If the spam bots get bad enough, your website can be greatly harmed. Too much spam can slow down your website, which affects how many people are willing to peruse it. Depending on what kind of outbound links the spam bots add to your site, it can even get flagged and ignored by Google, making it difficult for real viewers to find you. You might also lose your website to hackers who take it over themselves.
Spam bots also inflate your website’s statistics, making it difficult to use tools such as Google Analytics. If spam bot traffic is flooding your site, you can’t use statistical information to accurately give you useful information, such as who your viewers are, so you can focus more on those demographics.

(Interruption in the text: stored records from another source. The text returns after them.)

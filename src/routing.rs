//! Fastest-route queries over live traffic weights

use log::debug;
use serde::Serialize;
use std::sync::Arc;
use thiserror::Error;

use crate::store::GraphStore;
use crate::types::Vehicle;

/// A computed route
///
/// `path` lists location ids from source to destination inclusive; `time`
/// is total traversal minutes at current traffic, `distance` total
/// kilometers. A source-equals-destination query yields a single-entry
/// path with zero time and distance.
#[derive(Debug, Clone, PartialEq, Serialize)]
pub struct Route {
    pub path: Vec<String>,
    pub time: u32,
    pub distance: f64,
}

/// Errors a route request can fail with. An unreachable destination is not
/// an error; it is reported as a `None` route.
#[derive(Debug, Clone, PartialEq, Eq, Error)]
pub enum RouteError {
    #[error("unknown location id {0:?}")]
    InvalidLocation(String),
}

/// Computes minimum-time routes against the shared graph
///
/// Each query runs under a single read guard, so it sees one consistent
/// set of traffic weights even while the simulator is running.
pub struct PathFinder {
    store: Arc<GraphStore>,
}

impl PathFinder {
    pub fn new(store: Arc<GraphStore>) -> Self {
        Self { store }
    }

    /// Finds the fastest current route from `source` to `destination` for
    /// the given vehicle class.
    ///
    /// Returns `Ok(None)` when no traversable route exists and
    /// [`RouteError::InvalidLocation`] when either endpoint is unknown.
    pub fn find_path(
        &self,
        source: &str,
        destination: &str,
        vehicle: Vehicle,
    ) -> Result<Option<Route>, RouteError> {
        let result = self
            .store
            .with_read(|graph| graph.shortest_path(source, destination, vehicle));

        match &result {
            Ok(Some(route)) => debug!(
                "route {} -> {} for {:?}: {} min over {} hops",
                source,
                destination,
                vehicle,
                route.time,
                route.path.len().saturating_sub(1)
            ),
            Ok(None) => debug!("no route {} -> {} for {:?}", source, destination, vehicle),
            Err(_) => {}
        }

        result
    }
}
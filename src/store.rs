//! Shared ownership of the canonical graph
//!
//! The store is the single mutual-exclusion boundary around the network:
//! readers (snapshots, route computations) hold the read guard for their
//! whole operation and writers publish whole updates under the write guard,
//! so no caller ever observes a half-applied traffic update.

use serde::Serialize;
use std::sync::{PoisonError, RwLock};

use crate::graph::RoadGraph;
use crate::types::{Location, RoadSegment};

/// Read-only copy of the full network state at one instant
#[derive(Debug, Clone, PartialEq, Serialize)]
pub struct GraphSnapshot {
    pub locations: Vec<Location>,
    pub road_segments: Vec<RoadSegment>,
}

/// Owns the canonical, mutable road graph behind a lock
///
/// Shared as `Arc<GraphStore>` between the pathfinder, the traffic
/// simulator and the surrounding transport layer. The traffic simulator is
/// the only writer.
pub struct GraphStore {
    inner: RwLock<RoadGraph>,
}

impl GraphStore {
    pub fn new(graph: RoadGraph) -> Self {
        Self {
            inner: RwLock::new(graph),
        }
    }

    /// Returns a cloned snapshot of the current locations and segments.
    /// Cannot fail; successive calls between traffic updates are identical.
    pub fn snapshot(&self) -> GraphSnapshot {
        self.with_read(|graph| GraphSnapshot {
            locations: graph.locations(),
            road_segments: graph.road_segments(),
        })
    }

    /// Runs `f` under the read guard; the graph cannot change while it runs
    pub(crate) fn with_read<T>(&self, f: impl FnOnce(&RoadGraph) -> T) -> T {
        // A poisoned lock still holds whole-road-consistent data; recover it
        let guard = self
            .inner
            .read()
            .unwrap_or_else(PoisonError::into_inner);
        f(&guard)
    }

    /// Runs `f` under the write guard; used only by the traffic simulator
    pub(crate) fn with_write<T>(&self, f: impl FnOnce(&mut RoadGraph) -> T) -> T {
        let mut guard = self
            .inner
            .write()
            .unwrap_or_else(PoisonError::into_inner);
        f(&mut guard)
    }
}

How to Identify Spam Bot Traffic
There are two major types of spam bots that can affect your website. One kind is more visible, posting comments, advertising themselves, and directing traffic to their own sites. The other kind is harder to see and is designed to give a website more views or fake followers without adding any benefit to the original site.

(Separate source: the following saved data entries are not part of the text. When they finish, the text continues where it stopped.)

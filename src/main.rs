use std::sync::Arc;
use std::thread;

use anyhow::Result;
use clap::{Parser, Subcommand};

use traffic_router::{
    seed_network, GraphStore, PathFinder, TrafficSimulator, Vehicle, UPDATE_INTERVAL,
};

#[derive(Parser)]
#[command(name = "traffic_router")]
#[command(about = "Road-network routing with simulated traffic")]
struct Cli {
    /// Seed the traffic RNG for reproducible output
    #[arg(long)]
    seed: Option<u64>,

    #[command(subcommand)]
    command: Command,
}

#[derive(Subcommand)]
enum Command {
    /// Print the current graph snapshot as JSON
    Graph,
    /// Find the fastest current route between two locations
    Route {
        #[arg(long)]
        from: String,
        #[arg(long)]
        to: String,
        #[arg(long, value_enum, default_value = "car")]
        vehicle: Vehicle,
    },
    /// Apply traffic drift and print the resulting snapshot
    Drift {
        /// Number of update rounds to run
        #[arg(long, default_value_t = 1)]
        rounds: u32,
    },
    /// Run the periodic background updater, printing a snapshot per tick
    Watch {
        /// Number of ticks to observe before exiting
        #[arg(long, default_value_t = 3)]
        ticks: u32,
    },
}

fn main() -> Result<()> {
    env_logger::init();
    let cli = Cli::parse();

    let store = Arc::new(GraphStore::new(seed_network()?));
    let simulator = match cli.seed {
        Some(seed) => TrafficSimulator::with_seed(Arc::clone(&store), seed),
        None => TrafficSimulator::new(Arc::clone(&store)),
    };

    match cli.command {
        Command::Graph => {
            println!("{}", serde_json::to_string_pretty(&store.snapshot())?);
        }
        Command::Route { from, to, vehicle } => {
            let finder = PathFinder::new(Arc::clone(&store));
            match finder.find_path(&from, &to, vehicle)? {
                Some(route) => println!("{}", serde_json::to_string_pretty(&route)?),
                None => println!("No path found from {} to {} for {:?}", from, to, vehicle),
            }
        }
        Command::Drift { rounds } => {
            for _ in 0..rounds {
                simulator.update_traffic();
            }
            println!("{}", serde_json::to_string_pretty(&store.snapshot())?);
        }
        Command::Watch { ticks } => {
            let simulator = Arc::new(simulator);
            simulator.start_background(UPDATE_INTERVAL);
            for _ in 0..ticks {
                thread::sleep(UPDATE_INTERVAL);
                println!("{}", serde_json::to_string_pretty(&store.snapshot())?);
            }
        }
    }

    Ok(())
}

A surge in traffic on your website might indicate spam bots. It might also just be legitimate, beneficial traffic. If you see a surge in traffic, consider whether or not you’ve done something recently that warrants an increase in viewership. If not, you probably have a spam bot problem. You can use Google Analytics to help identify malicious traffic by looking at the sources of the traffic before and after the surge. If the traffic is coming from a major website or social network, it’s probably legitimate. If it’s direct traffic, it’s probably from spam bots.

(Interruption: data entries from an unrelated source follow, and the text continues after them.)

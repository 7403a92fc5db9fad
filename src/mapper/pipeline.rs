//! Object generation pipeline.
//!
//! Turns one raw field or subfield value into zero or more object strings
//! according to a [`PipelineConfig`]: an extraction step followed by the
//! post-stages substitute, combine, strip, urlize, md5 and lowercase, always in
//! that order. Blank values are dropped after every stage.

use lazy_static::lazy_static;
use md5::{Digest, Md5};
use regex::Regex;
use unicode_normalization::char::is_combining_mark;
use unicode_normalization::UnicodeNormalization;

use crate::error::Result;
use crate::record::DataField;

use super::mapping::{Combine, Extraction, PipelineConfig, Substitution, UrlizeOptions};

lazy_static! {
    static ref NON_WORD: Regex = Regex::new("[^A-Za-z0-9_]+").expect("static regex");
    static ref WHITESPACE_RUN: Regex = Regex::new(r"\s+").expect("static regex");
}

/// Generates object strings from a raw value.
///
/// `field` is the data field the value came from; the combine stage reads
/// sibling subfields from it. Control fields pass `None`.
///
/// # Errors
///
/// Returns [`MarcRdfError::MissingSubstitution`](crate::MarcRdfError::MissingSubstitution)
/// when the substitute stage captures a key missing from its table.
///
/// # Examples
///
/// ```
/// use marcrdf::mapper::{generate_objects, Extraction, PipelineConfig};
///
/// let config = PipelineConfig {
///     extraction: Extraction::Substring { offset: 2, length: 4 },
///     ..PipelineConfig::default()
/// };
/// assert_eq!(generate_objects("abcdef", None, &config).unwrap(), vec!["cdef"]);
/// ```
pub fn generate_objects(
    value: &str,
    field: Option<&DataField>,
    config: &PipelineConfig,
) -> Result<Vec<String>> {
    let mut objects = extract(value, &config.extraction);
    drop_blank(&mut objects);

    if let Some(substitution) = &config.substitute {
        objects = objects
            .iter()
            .map(|obj| substitute(obj, substitution))
            .collect::<Result<_>>()?;
        drop_blank(&mut objects);
    }

    if let Some(combine) = &config.combine {
        if !objects.is_empty() {
            let joined = combine_siblings(field, combine);
            objects.iter_mut().for_each(|obj| obj.clone_from(&joined));
        }
    }
    drop_blank(&mut objects);

    if let Some(pattern) = &config.strip {
        map_in_place(&mut objects, |obj| pattern.replace_all(obj, "").into_owned());
    }

    if let Some(options) = &config.urlize {
        map_in_place(&mut objects, |obj| urlize(obj, options));
    }

    if config.md5 {
        map_in_place(&mut objects, |obj| md5_hex(obj));
    }

    if config.lowercase {
        map_in_place(&mut objects, str::to_lowercase);
    }

    Ok(objects)
}

fn extract(value: &str, extraction: &Extraction) -> Vec<String> {
    match extraction {
        Extraction::Substring { offset, length } => {
            let available = value.chars().count();
            if offset.saturating_add(*length) <= available {
                vec![value.chars().skip(*offset).take(*length).collect()]
            } else {
                Vec::new()
            }
        },
        Extraction::Split(pattern) => split_keeping_groups(pattern, value),
        Extraction::Match(pattern) => match_all(pattern, value),
        Extraction::Whole => vec![value.to_string()],
    }
}

/// Splits on `pattern`; text captured by groups of the separator is kept as
/// pieces between the surrounding text.
fn split_keeping_groups(pattern: &Regex, value: &str) -> Vec<String> {
    let mut pieces = Vec::new();
    let mut last = 0;
    for caps in pattern.captures_iter(value) {
        let Some(sep) = caps.get(0) else { continue };
        pieces.push(value[last..sep.start()].to_string());
        pieces.extend(caps.iter().skip(1).flatten().map(|g| g.as_str().to_string()));
        last = sep.end();
    }
    pieces.push(value[last..].to_string());
    pieces
}

/// Every match of `pattern`: its capture groups when it has any, otherwise
/// the whole match.
fn match_all(pattern: &Regex, value: &str) -> Vec<String> {
    if pattern.captures_len() > 1 {
        pattern
            .captures_iter(value)
            .flat_map(|caps| {
                caps.iter()
                    .skip(1)
                    .flatten()
                    .map(|g| g.as_str().to_string())
                    .collect::<Vec<_>>()
            })
            .collect()
    } else {
        pattern
            .find_iter(value)
            .map(|m| m.as_str().to_string())
            .collect()
    }
}

fn substitute(value: &str, substitution: &Substitution) -> Result<String> {
    let normalized = NON_WORD.replace_all(value, "").to_lowercase();
    Ok(match substitution.table.lookup(&normalized)? {
        Some(replacement) => replacement.clone(),
        None => substitution.default.clone().unwrap_or(normalized),
    })
}

/// Sibling subfields named by `combine`, in their order on the field.
fn combine_siblings(field: Option<&DataField>, combine: &Combine) -> String {
    field
        .map(|field| {
            field
                .subfields
                .iter()
                .filter(|sf| combine.includes(sf.code))
                .map(|sf| sf.value.as_str())
                .collect::<Vec<_>>()
                .join(&combine.separator)
        })
        .unwrap_or_default()
}

/// Turns text into a URL-safe slug.
///
/// # Examples
///
/// ```
/// use marcrdf::mapper::{urlize, UrlizeOptions};
///
/// assert_eq!(urlize("A Simple String", &UrlizeOptions::default()), "a_simple_string");
/// assert_eq!(urlize("Ægir", &UrlizeOptions::default()), "aegir");
/// ```
#[must_use]
pub fn urlize(value: &str, options: &UrlizeOptions) -> String {
    let mut slug = transliterate(value.trim());
    if options.downcase {
        slug = slug.to_lowercase();
    }
    if options.convert_spaces {
        slug = WHITESPACE_RUN.replace_all(&slug, "_").into_owned();
    }
    options.strip.replace_all(&slug, "").into_owned()
}

/// Replaces Latin letters with diacritics by ASCII.
///
/// Letters that decompose (é, å, ü) lose their combining marks; ligatures and
/// stroked letters use a fixed table. Anything else is left as is.
fn transliterate(value: &str) -> String {
    let mut out = String::with_capacity(value.len());
    for c in value.chars() {
        if c.is_ascii() {
            out.push(c);
            continue;
        }
        match c {
            'Æ' => out.push_str("AE"),
            'æ' => out.push_str("ae"),
            'Ø' => out.push('O'),
            'ø' => out.push('o'),
            'Œ' => out.push_str("OE"),
            'œ' => out.push_str("oe"),
            'ß' => out.push_str("ss"),
            'Þ' => out.push_str("TH"),
            'þ' => out.push_str("th"),
            'Ð' | 'Đ' => out.push('D'),
            'ð' | 'đ' => out.push('d'),
            'Ł' => out.push('L'),
            'ł' => out.push('l'),
            'ı' => out.push('i'),
            _ => out.extend(std::iter::once(c).nfkd().filter(|d| !is_combining_mark(*d))),
        }
    }
    out
}

fn md5_hex(value: &str) -> String {
    format!("{:x}", Md5::digest(value.as_bytes()))
}

fn drop_blank(objects: &mut Vec<String>) {
    objects.retain(|obj| !obj.trim().is_empty());
}

fn map_in_place(objects: &mut Vec<String>, f: impl Fn(&str) -> String) {
    for obj in objects.iter_mut() {
        *obj = f(obj);
    }
    drop_blank(objects);
}

#[cfg(test)]
mod tests {
    use super::*;
    use crate::mapper::mapping::SubstitutionTable;

    fn re(pattern: &str) -> Regex {
        Regex::new(pattern).expect("valid regex")
    }

    fn run(value: &str, config: &PipelineConfig) -> Vec<String> {
        generate_objects(value, None, config).expect("pipeline failed")
    }

    fn substring(offset: usize, length: usize) -> PipelineConfig {
        PipelineConfig {
            extraction: Extraction::Substring { offset, length },
            ..PipelineConfig::default()
        }
    }

    #[test]
    fn test_whole_value_by_default() {
        assert_eq!(run("abcdef", &PipelineConfig::default()), vec!["abcdef"]);
        assert!(run("   ", &PipelineConfig::default()).is_empty());
    }

    #[test]
    fn test_substring_offset_and_length() {
        assert_eq!(run("abcdef", &substring(2, 4)), vec!["cdef"]);
    }

    #[test]
    fn test_substring_beyond_value_is_empty() {
        assert!(run("abcdef", &substring(11, 1)).is_empty());
        assert!(run("abcdef", &substring(3, 4)).is_empty());
        assert!(run("abcdef", &substring(usize::MAX, 2)).is_empty());
    }

    #[test]
    fn test_substring_counts_characters() {
        // 008 positions 35-37 after a multibyte character
        let value = "ø".repeat(35) + "nob";
        assert_eq!(run(&value, &substring(35, 3)), vec!["nob"]);
    }

    #[test]
    fn test_substring_blank_slice_dropped() {
        assert!(run("ab    cd", &substring(2, 4)).is_empty());
    }

    #[test]
    fn test_regex_split() {
        let config = PipelineConfig {
            extraction: Extraction::Split(re(", *")),
            ..PipelineConfig::default()
        };
        assert_eq!(run("one, two,,three", &config), vec!["one", "two", "three"]);
    }

    #[test]
    fn test_regex_split_then_substitute() {
        let config = PipelineConfig {
            extraction: Extraction::Split(re(r"(\w{2})")),
            substitute: Some(Substitution {
                table: SubstitutionTable::new(
                    re("ab|cd|ef"),
                    [("ab", "AA"), ("cd", "BB"), ("ef", "CC")]
                        .into_iter()
                        .map(|(k, v)| (k.to_string(), v.to_string()))
                        .collect(),
                ),
                default: Some("ZERO".into()),
            }),
            ..PipelineConfig::default()
        };
        assert_eq!(run("abcdef", &config), vec!["AA", "BB", "CC"]);
    }

    #[test]
    fn test_substitute_unmatched_uses_default() {
        let config = PipelineConfig {
            substitute: Some(Substitution {
                table: SubstitutionTable::new(re("a|j"), std::iter::empty().collect()),
                default: Some("adult".into()),
            }),
            ..PipelineConfig::default()
        };
        assert_eq!(run("x", &config), vec!["adult"]);
    }

    #[test]
    fn test_substitute_normalizes_before_scan() {
        let config = PipelineConfig {
            substitute: Some(Substitution {
                table: SubstitutionTable::new(
                    re("^red$"),
                    std::iter::once(("red".to_string(), "editor".to_string())).collect(),
                ),
                default: None,
            }),
            ..PipelineConfig::default()
        };
        assert_eq!(run("Red.", &config), vec!["editor"]);
        // no match and no default keeps the normalized value
        assert_eq!(run("Overs.", &config), vec!["overs"]);
    }

    #[test]
    fn test_substitute_missing_key_is_error() {
        let config = PipelineConfig {
            substitute: Some(Substitution {
                table: SubstitutionTable::new(re("ab"), std::iter::empty().collect()),
                default: None,
            }),
            ..PipelineConfig::default()
        };
        assert!(generate_objects("ab", None, &config).is_err());
    }

    #[test]
    fn test_regex_match_groups() {
        let config = PipelineConfig {
            extraction: Extraction::Match(re(r"(\d+)-")),
            ..PipelineConfig::default()
        };
        assert_eq!(run("1945-1999", &config), vec!["1945"]);
    }

    #[test]
    fn test_regex_match_without_groups() {
        let config = PipelineConfig {
            extraction: Extraction::Match(re(r"\d{4}")),
            ..PipelineConfig::default()
        };
        assert_eq!(run("1945-1999", &config), vec!["1945", "1999"]);
    }

    #[test]
    fn test_combine_uses_field_order() {
        let field = DataField::builder("245", ' ', ' ')
            .subfield_str('a', "A Title")
            .subfield_str('b', "A Subtitle")
            .build();
        let config = PipelineConfig {
            combine: Some(Combine {
                codes: vec!["b".into(), "a".into()],
                separator: " : ".into(),
            }),
            ..PipelineConfig::default()
        };
        let objects = generate_objects("abcdef", Some(&field), &config).expect("pipeline");
        assert_eq!(objects, vec!["A Title : A Subtitle"]);
    }

    #[test]
    fn test_combine_without_field_drops_value() {
        let config = PipelineConfig {
            combine: Some(Combine {
                codes: vec!["a".into()],
                separator: " ".into(),
            }),
            ..PipelineConfig::default()
        };
        assert!(run("abc", &config).is_empty());
    }

    #[test]
    fn test_regex_strip() {
        let config = PipelineConfig {
            strip: Some(re(r"[\D]+")),
            ..PipelineConfig::default()
        };
        assert_eq!(run("XV, 309 s.", &config), vec!["309"]);
        assert!(run("ill.", &config).is_empty());
    }

    #[test]
    fn test_urlize_defaults() {
        let options = UrlizeOptions::default();
        assert_eq!(urlize("A Simple String", &options), "a_simple_string");
        assert_eq!(urlize("\u{00C6}gir", &options), "aegir");
        assert_eq!(urlize("  Crème  brûlée ", &options), "creme_brulee");
    }

    #[test]
    fn test_urlize_without_downcase_and_spaces() {
        let options = UrlizeOptions {
            downcase: false,
            convert_spaces: false,
            ..UrlizeOptions::default()
        };
        assert_eq!(urlize("A Simple String", &options), "ASimpleString");
    }

    #[test]
    fn test_urlize_custom_pattern() {
        let options = UrlizeOptions {
            strip: re("[^a-e]"),
            ..UrlizeOptions::default()
        };
        assert_eq!(urlize("abcdef", &options), "abcde");
    }

    #[test]
    fn test_md5() {
        let config = PipelineConfig {
            md5: true,
            ..PipelineConfig::default()
        };
        assert_eq!(
            run("A Simple String", &config),
            vec!["ce74867407f887269af5a32dbbf0b856"]
        );
    }

    #[test]
    fn test_lowercase_keeps_non_ascii() {
        let config = PipelineConfig {
            lowercase: true,
            ..PipelineConfig::default()
        };
        assert_eq!(run("A Simple String", &config), vec!["a simple string"]);
        assert_eq!(run("ÆRØ", &config), vec!["ærø"]);
    }

    #[test]
    fn test_stage_order_is_fixed() {
        // urlize runs before md5 no matter how the options were declared
        let config = PipelineConfig {
            urlize: Some(UrlizeOptions::default()),
            md5: true,
            ..PipelineConfig::default()
        };
        assert_eq!(run("A Simple String", &config), vec![md5_hex("a_simple_string")]);
    }
}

There are some warnings that can help identify spam bots individually. They spew out an excessive amount of comments on lots of websites. They also try to push their own links on viewers, even if they have nothing in common with the website they are posted on. However, being able to identify individual spam bots is not particularly useful, since hundreds or even thousands of them might affect your site at a time.
How to Reduce Spam Bot Traffic
There are several ways you can attempt to reduce or eliminate spam bot traffic on your website and social media pages. The most effective methods are to shut down communications, like CopyBlogger.com did when they shut down their comments section. Most websites allow you to shut off comments and turn off user registrations altogether. However, this is an extreme response, and many people want to keep communication with their viewers open.
Website can also offer options that allow for more restriction for commenting and registration. For example, WordPress has .htaccess files that restrict bots and several plugins that add CAPTCHAs, limit login attempts, and blacklist spam IP addresses. Also, Google Analytics allows you to filter the data, which can remove some of the effects of spam bots. For example, if a lot of spam is coming from a particular country, you can have the analytics ignore that area. Some websites, such as Facebook, are somewhat better than others at removing and restricting spam accounts without hassle to you.
Spam bot traffic is a huge problem online and will continue to be an issue for the foreseeable future. Not only do they slow down websites, but they can reduce beneficial communication and even be a security risk. If your websites or social media pages are plagued by spam bots, make sure you check for resources specific to those sites that might help reduce the problem. Don’t let spam bots ruin your site!